Come ogni anno, torna, il venerdì precedente, l’iniziativa “Invece un samaritano”, promossa dall’Ufficio Cei per la pastorale della salute. In occasione del Giubileo, 11 appuntamenti mensili
Come accade ormai ogni anno, alla vigilia della XXXIII Giornata mondiale del malato (11 febbraio), il venerdì precedente – domani, 7 febbraio – torna l’appuntamento con “Invece un samaritano”, la preghiera di ringraziamento a Dio per i “curanti”, promossa dall’Ufficio nazionale Cei per la pastorale della salute. Un’ora di preghiera eucaristica animata dal personale e dal cappellano di alcune strutture sanitarie (ospedali, case di cura, Rsa) o da alcune chiese collegate online, e trasmessa in diretta.

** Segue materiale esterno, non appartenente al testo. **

use std::time::Duration;

use serde::Serialize;
use tokio::time::Instant;

#[derive(Debug, Clone)]
pub(crate) struct CacheEntry<V> {
    pub(crate) value: V,
    pub(crate) stored_at: Instant,
    pub(crate) ttl: Duration,
}

impl<V> CacheEntry<V> {
    pub(crate) fn new(value: V, ttl: Duration) -> Self {
        Self {
            value,
            stored_at: Instant::now(),
            ttl,
        }
    }

    pub(crate) fn is_valid_at(&self, now: Instant) -> bool {
        now.saturating_duration_since(self.stored_at) < self.ttl
    }
}

/// Counts reported by [`crate::ResponseCache::stats`].
#[derive(Debug, Clone, Copy, Default, PartialEq, Eq, Serialize)]
pub struct CacheStats {
    pub total_keys: usize,
    pub valid_keys: usize,
    pub expired_keys: usize,
    pub pending_requests: usize,
}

La novità, in occasione del Giubileo, è che l’appuntamento si moltiplica, articolandosi lungo 11 primi venerdì del mese, dal 7 febbraio fino al 5 dicembre, per tutto l’Anno Santo. Filo conduttore, il tema della speranza e il messaggio di Papa Francesco per la XXIII Giornata mondiale del malato. Ogni momento di preghiera eucaristica, della durata di circa 60 minuti (ore 16.45-17.45), potrà essere seguito in live streaming su ConCorallo TV, YouTube, Radio Mater, TV e radio.
Il primo appuntamento, il 7 febbraio, sarà incentrato su tre santi e un beato della cura e della salute, comprenderà la preghiera del Giubileo e la preghiera di indulgenza (Credo, Padre nostro) e sarà trasmesso in diretta dalla chiesa di Santa Maria del Suffragio di Roma (beato Luigi Novarese); dall’Ospedale del Mare in Napoli-Ponticelli (san Giuseppe Moscati); dal Centro Sant’Ambrogio – Fatebenefratelli di Cernusco sul Naviglio – Milano – (san Giovanni di Dio); dal santuario di San Camillo De’ Lellis in Bucchianico, in provincia di Chieti (san Camillo De’ Lellis).